* WORK TO COMPLETE: Which lines in the data below contain the word "tokio"? Copy each of them.

* DATA SUPPLIED:
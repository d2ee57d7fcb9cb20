//! Interactive movie browser.
//!
//! Fetches run as spawned tasks and report back over a channel; the event
//! loop waits on that channel for one tick before polling the keyboard, so
//! the UI stays responsive on a current-thread runtime.

/// Browser state types.
pub mod app;
mod ui;

use std::io;
use std::sync::Arc;
use std::time::Duration;

use anyhow::{Context, Result};
use crossterm::event::{self, Event, KeyCode, KeyEventKind, KeyModifiers};
use crossterm::terminal::{
    EnterAlternateScreen, LeaveAlternateScreen, disable_raw_mode, enable_raw_mode,
};
use moviedb_api::tmdb::TmdbClient;
use ratatui::Terminal;
use ratatui::backend::CrosstermBackend;
use tokio::sync::mpsc::{UnboundedReceiver, UnboundedSender, unbounded_channel};

use self::app::{App, Dispatch, InputMode, Reply};
use crate::route::Route;

/// How long the loop waits for a finished fetch before polling input.
const TICK: Duration = Duration::from_millis(100);

/// What the event loop does after a key press.
enum Command {
    /// Keep going.
    Continue,
    /// Leave the browser.
    Quit,
    /// Spawn a fetch.
    Fetch(Dispatch),
}

impl From<Option<Dispatch>> for Command {
    fn from(dispatch: Option<Dispatch>) -> Self {
        dispatch.map_or(Self::Continue, Self::Fetch)
    }
}

/// Runs the browser starting at `route`.
///
/// # Errors
///
/// Returns an error if terminal setup or event handling fails.
pub async fn run_browser(client: TmdbClient, route: Route) -> Result<()> {
    let client = Arc::new(client);
    let (tx, mut rx) = unbounded_channel();

    let (mut app, dispatch) = App::new(route);
    if let Some(dispatch) = dispatch {
        spawn_fetch(&client, &tx, dispatch);
    }

    enable_raw_mode().context("failed to enable raw mode")?;
    let mut stdout = io::stdout();
    crossterm::execute!(stdout, EnterAlternateScreen)
        .context("failed to enter alternate screen")?;

    let backend = CrosstermBackend::new(stdout);
    let mut terminal = Terminal::new(backend).context("failed to create terminal")?;

    let result = run_event_loop(&mut terminal, &mut app, &client, &tx, &mut rx).await;

    // Cleanup (always attempt even if event loop failed)
    disable_raw_mode().context("failed to disable raw mode")?;
    crossterm::execute!(io::stdout(), LeaveAlternateScreen)
        .context("failed to leave alternate screen")?;

    result
}

/// Main event loop.
async fn run_event_loop(
    terminal: &mut Terminal<CrosstermBackend<io::Stdout>>,
    app: &mut App,
    client: &Arc<TmdbClient>,
    tx: &UnboundedSender<Reply>,
    rx: &mut UnboundedReceiver<Reply>,
) -> Result<()> {
    loop {
        terminal
            .draw(|frame| ui::draw(frame, app))
            .context("failed to draw TUI")?;

        if let Ok(Some(reply)) = tokio::time::timeout(TICK, rx.recv()).await {
            app.apply(reply);
            while let Ok(reply) = rx.try_recv() {
                app.apply(reply);
            }
        }

        while event::poll(Duration::ZERO).context("failed to poll events")? {
            let Event::Key(key) = event::read().context("failed to read event")? else {
                continue;
            };
            if key.kind != KeyEventKind::Press {
                continue;
            }
            let command = match app.input_mode {
                InputMode::Search => handle_search_input(app, key.code),
                InputMode::Normal => handle_normal_input(app, key.code, key.modifiers),
            };
            match command {
                Command::Continue => {}
                Command::Quit => return Ok(()),
                Command::Fetch(dispatch) => spawn_fetch(client, tx, dispatch),
            }
        }
    }
}

/// Runs a fetch on the runtime and sends the reply back to the loop.
fn spawn_fetch(client: &Arc<TmdbClient>, tx: &UnboundedSender<Reply>, dispatch: Dispatch) {
    let client = Arc::clone(client);
    let tx = tx.clone();
    tokio::spawn(async move {
        let outcome = dispatch.fetch.run(client.as_ref()).await;
        // The loop may already be gone when the browser quits mid-fetch.
        let _ = tx.send(Reply {
            generation: dispatch.generation,
            outcome,
        });
    });
}

/// Handles key input in search mode.
fn handle_search_input(app: &mut App, key: KeyCode) -> Command {
    match key {
        KeyCode::Esc => {
            app.cancel_search();
            Command::Continue
        }
        KeyCode::Enter => app.submit_search().into(),
        KeyCode::Backspace => {
            app.search_input.pop();
            Command::Continue
        }
        KeyCode::Char(c) => {
            app.search_input.push(c);
            Command::Continue
        }
        _ => Command::Continue,
    }
}

/// Handles key input in normal mode.
fn handle_normal_input(app: &mut App, key: KeyCode, modifiers: KeyModifiers) -> Command {
    match key {
        KeyCode::Char('q') => Command::Quit,
        KeyCode::Char('c') if modifiers.contains(KeyModifiers::CONTROL) => Command::Quit,
        KeyCode::Up | KeyCode::Char('k') => {
            app.move_up();
            Command::Continue
        }
        KeyCode::Down | KeyCode::Char('j') => {
            app.move_down();
            Command::Continue
        }
        KeyCode::Right => app.next_page().into(),
        KeyCode::Left => app.previous_page().into(),
        KeyCode::Enter => app.open_selected().into(),
        KeyCode::Backspace | KeyCode::Esc => app.back().into(),
        KeyCode::Char('g' | 'h') => app.navigate(Route::Home).into(),
        KeyCode::Char('p') => app.navigate(Route::Popular).into(),
        KeyCode::Char('t') => app.navigate(Route::TopRated).into(),
        KeyCode::Char('r') => app.reload().into(),
        KeyCode::Char('/') => {
            app.start_search();
            Command::Continue
        }
        KeyCode::Char('o') => {
            if let Some(url) = app.external_url()
                && let Err(e) = open::that(&url)
            {
                tracing::warn!(error = %e, %url, "failed to open browser");
            }
            Command::Continue
        }
        _ => Command::Continue,
    }
}
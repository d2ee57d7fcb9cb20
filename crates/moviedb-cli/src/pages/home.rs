//! Home page: trending today plus the first popular page.

use anyhow::Result;
use moviedb_api::tmdb::{MovieSummary, TimeWindow, TmdbApi, upstream_status};

use super::{GENERIC_ERROR_MESSAGE, LoadState, RequestToken, RequestTracker};

/// Movies shown per home section.
pub const HOME_SECTION_LIMIT: usize = 8;

/// Message shown when TMDB rejects the API key.
pub const CONFIG_ERROR_MESSAGE: &str =
    "API key is invalid or missing. Please check your configuration.";

/// Both home sections, as returned by TMDB.
#[derive(Debug, Clone, Default, PartialEq)]
pub struct HomeData {
    /// Trending movies of the day.
    pub trending: Vec<MovieSummary>,
    /// Popular movies, page 1.
    pub popular: Vec<MovieSummary>,
}

impl HomeData {
    /// Trending movies to display.
    #[must_use]
    pub fn trending_preview(&self) -> &[MovieSummary] {
        preview(&self.trending)
    }

    /// Popular movies to display.
    #[must_use]
    pub fn popular_preview(&self) -> &[MovieSummary] {
        preview(&self.popular)
    }
}

fn preview(movies: &[MovieSummary]) -> &[MovieSummary] {
    movies.get(..HOME_SECTION_LIMIT).unwrap_or(movies)
}

/// Request ticket for the home sections.
#[derive(Debug, Clone)]
pub struct HomeRequest {
    /// Token the outcome is applied under.
    pub token: RequestToken,
}

impl HomeRequest {
    /// Fetches both sections concurrently. Fails if either fails.
    ///
    /// # Errors
    ///
    /// Returns the first failure of the two requests.
    pub async fn send<A: TmdbApi>(&self, api: &A) -> Result<HomeData> {
        let (trending, popular) =
            tokio::try_join!(api.trending_movies(TimeWindow::Day), api.popular_movies(1))?;
        Ok(HomeData {
            trending: trending.results,
            popular: popular.results,
        })
    }
}

/// Controller for the home page.
#[derive(Debug, Default)]
pub struct HomeController {
    state: LoadState<HomeData>,
    tracker: RequestTracker,
}

impl HomeController {
    /// Creates an idle controller.
    #[must_use]
    pub fn new() -> Self {
        Self::default()
    }

    /// Current load state.
    #[must_use]
    pub const fn state(&self) -> &LoadState<HomeData> {
        &self.state
    }

    /// Marks the page loading and issues a request ticket.
    pub fn begin(&mut self) -> HomeRequest {
        self.state = LoadState::Loading;
        HomeRequest {
            token: self.tracker.issue(),
        }
    }

    /// Applies a result. Returns `false` if `token` is stale.
    pub fn finish(&mut self, token: RequestToken, result: Result<HomeData>) -> bool {
        if !self.tracker.is_current(token) {
            tracing::debug!("discarding stale home response");
            return false;
        }
        self.state = match result {
            Ok(data) => {
                tracing::debug!(
                    trending = data.trending.len(),
                    popular = data.popular.len(),
                    "home sections loaded"
                );
                LoadState::Loaded(data)
            }
            Err(err) => {
                tracing::warn!(error = %err, "failed to load home sections");
                LoadState::Errored(String::from(home_error_message(&err)))
            }
        };
        true
    }

    /// Fetches and applies both sections.
    pub async fn load<A: TmdbApi>(&mut self, api: &A) {
        let request = self.begin();
        let result = request.send(api).await;
        self.finish(request.token, result);
    }
}

/// Maps a home failure to its user-facing message.
///
/// A 401 from either request points at the API key; everything else gets
/// the generic message.
#[must_use]
pub fn home_error_message(err: &anyhow::Error) -> &'static str {
    if upstream_status(err) == Some(401) {
        CONFIG_ERROR_MESSAGE
    } else {
        GENERIC_ERROR_MESSAGE
    }
}
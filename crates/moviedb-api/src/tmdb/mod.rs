//! TMDB API client module.
//!
//! Handles HTTP requests to the TMDB API v3 movie endpoints
//! and builds image CDN URLs for posters and profiles.

mod api;
mod client;
mod error;
mod image;
mod types;

#[allow(clippy::module_name_repetitions)]
pub use api::{LocalTmdbApi, TmdbApi};
#[allow(clippy::module_name_repetitions)]
pub use client::{TmdbClient, TmdbClientBuilder};
#[allow(clippy::module_name_repetitions)]
pub use error::{TmdbError, upstream_status};
pub use image::{IMAGE_BASE_URL, PLACEHOLDER_IMAGE_URL, image_url};
pub use types::{
    CastMember, Credits, Genre, MovieDetail, MovieSummary, PageResult, ProductionCompany,
    TimeWindow, Video, Videos,
};
//! Movie detail page.

use anyhow::Result;
use moviedb_api::tmdb::{CastMember, MovieDetail, TmdbApi};

use super::{LoadState, RequestToken, RequestTracker};

/// Cast members shown on the detail page.
pub const CAST_LIMIT: usize = 6;

/// Message shown when the detail request fails.
pub const DETAILS_ERROR_MESSAGE: &str = "Failed to load movie details";

/// Message shown when there is no movie to display.
pub const NOT_FOUND_MESSAGE: &str = "Movie not found";

/// Request ticket for one movie.
#[derive(Debug, Clone)]
pub struct DetailsRequest {
    /// Token the outcome is applied under.
    pub token: RequestToken,
    /// TMDB movie ID.
    pub movie_id: u64,
}

impl DetailsRequest {
    /// Fetches the movie with credits and videos.
    ///
    /// # Errors
    ///
    /// Returns an error if the API call fails.
    pub async fn send<A: TmdbApi>(&self, api: &A) -> Result<MovieDetail> {
        api.movie_details(self.movie_id).await
    }
}

/// Controller for the detail page.
#[derive(Debug, Default)]
pub struct DetailsController {
    movie_id: Option<u64>,
    state: LoadState<MovieDetail>,
    tracker: RequestTracker,
}

impl DetailsController {
    /// Creates an idle controller. `None` never fetches.
    #[must_use]
    pub fn new(movie_id: Option<u64>) -> Self {
        Self {
            movie_id,
            ..Self::default()
        }
    }

    /// Movie being shown.
    #[must_use]
    pub const fn movie_id(&self) -> Option<u64> {
        self.movie_id
    }

    /// Current load state.
    #[must_use]
    pub const fn state(&self) -> &LoadState<MovieDetail> {
        &self.state
    }

    /// Switches to another movie. Returns `true` if the id changed.
    ///
    /// Any change drops back to idle and supersedes the request in flight,
    /// so the previous movie is never shown under the new id.
    pub fn set_movie_id(&mut self, movie_id: Option<u64>) -> bool {
        if movie_id == self.movie_id {
            return false;
        }
        self.movie_id = movie_id;
        self.tracker.invalidate();
        self.state = LoadState::Idle;
        true
    }

    /// Issues a request ticket, or `None` when there is no id.
    pub fn begin(&mut self) -> Option<DetailsRequest> {
        let movie_id = self.movie_id?;
        self.state = LoadState::Loading;
        Some(DetailsRequest {
            token: self.tracker.issue(),
            movie_id,
        })
    }

    /// Applies a result. Returns `false` if `token` is stale.
    pub fn finish(&mut self, token: RequestToken, result: Result<MovieDetail>) -> bool {
        if !self.tracker.is_current(token) {
            tracing::debug!(movie_id = ?self.movie_id, "discarding stale movie details response");
            return false;
        }
        self.state = match result {
            Ok(detail) => LoadState::Loaded(detail),
            Err(err) => {
                tracing::warn!(
                    movie_id = ?self.movie_id,
                    error = %err,
                    "failed to load movie details"
                );
                LoadState::Errored(String::from(DETAILS_ERROR_MESSAGE))
            }
        };
        true
    }

    /// Fetches and applies the movie, if an id is set.
    pub async fn load<A: TmdbApi>(&mut self, api: &A) {
        if let Some(request) = self.begin() {
            let result = request.send(api).await;
            self.finish(request.token, result);
        }
    }
}

/// First [`CAST_LIMIT`] cast members in billing order.
#[must_use]
pub fn cast_preview(detail: &MovieDetail) -> &[CastMember] {
    let cast = detail.credits.cast.as_slice();
    cast.get(..CAST_LIMIT).unwrap_or(cast)
}

#[cfg(test)]
mod tests {
    #![allow(clippy::unwrap_used)]

    use super::super::fake::{Failure, FakeApi, inception};
    use super::*;

    #[tokio::test]
    async fn test_load_fetches_movie() {
        // Arrange
        let api = FakeApi::new();
        let mut controller = DetailsController::new(Some(27_205));

        // Act
        controller.load(&api).await;

        // Assert
        assert_eq!(api.calls(), vec!["details:27205"]);
        let detail = controller.state().data().unwrap();
        assert_eq!(detail.title, "Inception");
    }

    #[tokio::test]
    async fn test_missing_id_never_fetches() {
        // Arrange
        let api = FakeApi::new();
        let mut controller = DetailsController::new(None);

        // Act
        controller.load(&api).await;

        // Assert
        assert!(api.calls().is_empty());
        assert!(matches!(controller.state(), LoadState::Idle));
    }

    #[tokio::test]
    async fn test_not_found_sets_error_message() {
        // Arrange
        let api = FakeApi::failing(Failure::NotFound);
        let mut controller = DetailsController::new(Some(999_999_999));

        // Act
        controller.load(&api).await;

        // Assert
        assert_eq!(controller.state().error(), Some(DETAILS_ERROR_MESSAGE));
    }

    #[test]
    fn test_clearing_id_supersedes_in_flight_request() {
        // Arrange
        let mut controller = DetailsController::new(Some(27_205));
        let request = controller.begin().unwrap();

        // Act
        let changed = controller.set_movie_id(None);
        let applied = controller.finish(request.token, Ok(inception()));

        // Assert
        assert!(changed);
        assert!(!applied);
        assert!(matches!(controller.state(), LoadState::Idle));
    }

    #[test]
    fn test_switching_movie_drops_previous_response() {
        // Arrange
        let mut controller = DetailsController::new(Some(1));
        let first = controller.begin().unwrap();
        controller.set_movie_id(Some(27_205));
        let second = controller.begin().unwrap();

        // Act
        controller.finish(second.token, Ok(inception()));
        let applied_first = controller.finish(first.token, Err(anyhow::anyhow!("late")));

        // Assert
        assert!(!applied_first);
        assert_eq!(controller.state().data().unwrap().id, 27_205);
    }

    #[test]
    fn test_new_id_clears_previous_movie() {
        // Arrange
        let mut controller = DetailsController::new(Some(27_205));
        let request = controller.begin().unwrap();
        controller.finish(request.token, Ok(inception()));
        let late = controller.begin().unwrap();

        // Act
        let changed = controller.set_movie_id(Some(155));
        let applied = controller.finish(late.token, Ok(inception()));

        // Assert
        assert!(changed);
        assert!(!applied);
        assert_eq!(controller.movie_id(), Some(155));
        assert!(matches!(controller.state(), LoadState::Idle));
    }

    #[test]
    fn test_cast_preview_limit() {
        // Arrange
        let detail = inception();

        // Act
        let cast = cast_preview(&detail);

        // Assert
        assert_eq!(detail.credits.cast.len(), 8);
        assert_eq!(cast.len(), CAST_LIMIT);
        assert_eq!(cast[0].name, "Leonardo DiCaprio");
    }

    #[test]
    fn test_cast_preview_short_cast() {
        // Arrange
        let mut detail = inception();
        detail.credits.cast.truncate(2);

        // Act & Assert
        assert_eq!(cast_preview(&detail).len(), 2);
    }
}
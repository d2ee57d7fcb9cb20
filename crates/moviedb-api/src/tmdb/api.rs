//! `TmdbApi` trait definition.
#![allow(clippy::future_not_send)]

use anyhow::Result;

use super::types::{MovieDetail, MovieSummary, PageResult, TimeWindow};

/// TMDB API trait.
///
/// Abstracts API operations for mock substitution in tests.
/// Uses `trait_variant::make` to generate a `Send`-bound async trait.
///
/// Failures carry a [`TmdbError`](super::TmdbError) inside the returned
/// `anyhow::Error`; use [`upstream_status`](super::upstream_status) to read
/// the HTTP status back out.
#[allow(clippy::module_name_repetitions)]
#[trait_variant::make(TmdbApi: Send)]
pub trait LocalTmdbApi {
    /// Fetches one page of the popular movie listing.
    ///
    /// # Errors
    ///
    /// Returns an error on a non-2xx status, a transport failure, or a JSON
    /// decode failure.
    async fn popular_movies(&self, page: u32) -> Result<PageResult<MovieSummary>>;

    /// Fetches one page of the top rated movie listing.
    ///
    /// # Errors
    ///
    /// Returns an error on a non-2xx status, a transport failure, or a JSON
    /// decode failure.
    async fn top_rated_movies(&self, page: u32) -> Result<PageResult<MovieSummary>>;

    /// Fetches trending movies for the given window.
    ///
    /// The endpoint takes no page parameter and always answers with its
    /// first page.
    ///
    /// # Errors
    ///
    /// Returns an error on a non-2xx status, a transport failure, or a JSON
    /// decode failure.
    async fn trending_movies(&self, window: TimeWindow) -> Result<PageResult<MovieSummary>>;

    /// Searches movies by title. The query is sent as given.
    ///
    /// # Errors
    ///
    /// Returns an error on a non-2xx status, a transport failure, or a JSON
    /// decode failure.
    async fn search_movies(&self, query: &str, page: u32) -> Result<PageResult<MovieSummary>>;

    /// Fetches a movie with its credits and videos embedded in one request.
    ///
    /// # Errors
    ///
    /// Returns an error on a non-2xx status (404 for an unknown id), a
    /// transport failure, or a JSON decode failure.
    async fn movie_details(&self, movie_id: u64) -> Result<MovieDetail>;
}
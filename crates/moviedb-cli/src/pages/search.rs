//! Search results page.

use anyhow::Result;
use moviedb_api::tmdb::{MovieSummary, PageResult, TmdbApi};

use super::{GENERIC_ERROR_MESSAGE, LoadState, Pagination, RequestToken, RequestTracker};

/// Request ticket for one search page.
#[derive(Debug, Clone)]
pub struct SearchRequest {
    /// Token the outcome is applied under.
    pub token: RequestToken,
    /// Query text, sent as given.
    pub query: String,
    /// Page to fetch.
    pub page: u32,
}

impl SearchRequest {
    /// Fetches the page.
    ///
    /// # Errors
    ///
    /// Returns an error if the API call fails.
    pub async fn send<A: TmdbApi>(&self, api: &A) -> Result<PageResult<MovieSummary>> {
        api.search_movies(&self.query, self.page).await
    }
}

/// Controller for the search page.
#[derive(Debug)]
pub struct SearchController {
    query: String,
    page: u32,
    total_pages: u32,
    state: LoadState<Vec<MovieSummary>>,
    tracker: RequestTracker,
}

impl Default for SearchController {
    fn default() -> Self {
        Self::new()
    }
}

impl SearchController {
    /// Creates an idle controller with an empty query.
    #[must_use]
    pub fn new() -> Self {
        Self {
            query: String::new(),
            page: 1,
            total_pages: 1,
            state: LoadState::Idle,
            tracker: RequestTracker::default(),
        }
    }

    /// Current query text.
    #[must_use]
    pub fn query(&self) -> &str {
        &self.query
    }

    /// Returns `true` if the query is empty or whitespace.
    #[must_use]
    pub fn is_blank(&self) -> bool {
        self.query.trim().is_empty()
    }

    /// Current load state.
    #[must_use]
    pub const fn state(&self) -> &LoadState<Vec<MovieSummary>> {
        &self.state
    }

    /// Current page and the last known page count.
    #[must_use]
    pub fn pagination(&self) -> Pagination {
        Pagination::new(self.page, self.total_pages)
    }

    /// Replaces the query. A changed query starts over on page 1.
    ///
    /// Returns `true` if the query changed.
    pub fn set_query(&mut self, query: &str) -> bool {
        if query == self.query {
            return false;
        }
        self.query = String::from(query);
        self.page = 1;
        self.total_pages = 1;
        self.tracker.invalidate();
        true
    }

    /// Sets the page (0 becomes 1). Returns `true` if it changed.
    pub fn set_page(&mut self, page: u32) -> bool {
        let page = page.max(1);
        if page == self.page {
            return false;
        }
        self.page = page;
        self.tracker.invalidate();
        true
    }

    /// Advances one page unless already on the last. Returns `true` if it moved.
    pub fn next_page(&mut self) -> bool {
        self.pagination()
            .next()
            .is_some_and(|page| self.set_page(page))
    }

    /// Goes back one page unless already on the first. Returns `true` if it moved.
    pub fn previous_page(&mut self) -> bool {
        self.pagination()
            .previous()
            .is_some_and(|page| self.set_page(page))
    }

    /// Issues a request ticket for the current query and page.
    ///
    /// A blank query settles immediately on an empty result without a
    /// ticket, and supersedes any request still in flight.
    pub fn begin(&mut self) -> Option<SearchRequest> {
        if self.is_blank() {
            self.tracker.invalidate();
            self.total_pages = 1;
            self.state = LoadState::Loaded(Vec::new());
            return None;
        }
        self.state = LoadState::Loading;
        Some(SearchRequest {
            token: self.tracker.issue(),
            query: self.query.clone(),
            page: self.page,
        })
    }

    /// Applies a result. Returns `false` if `token` is stale.
    pub fn finish(
        &mut self,
        token: RequestToken,
        result: Result<PageResult<MovieSummary>>,
    ) -> bool {
        if !self.tracker.is_current(token) {
            tracing::debug!(query = %self.query, "discarding stale search response");
            return false;
        }
        self.state = match result {
            Ok(page) => {
                self.total_pages = page.total_pages.max(1);
                LoadState::Loaded(page.results)
            }
            Err(err) => {
                tracing::warn!(
                    query = %self.query,
                    page = self.page,
                    error = %err,
                    "search failed"
                );
                LoadState::Errored(String::from(GENERIC_ERROR_MESSAGE))
            }
        };
        true
    }

    /// Fetches and applies the current page, or settles a blank query.
    pub async fn load<A: TmdbApi>(&mut self, api: &A) {
        if let Some(request) = self.begin() {
            let result = request.send(api).await;
            self.finish(request.token, result);
        }
    }
}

* OUTPUT OF THE EXERCISE:
use tokio::sync::mpsc::{UnboundedReceiver, UnboundedSender, unbounded_channel};
        if let Ok(Some(reply)) = tokio::time::timeout(TICK, rx.recv()).await {
    tokio::spawn(async move {
            tokio::try_join!(api.trending_movies(TimeWindow::Day), api.popular_movies(1))?;
    #[tokio::test]
    #[tokio::test]
    #[tokio::test]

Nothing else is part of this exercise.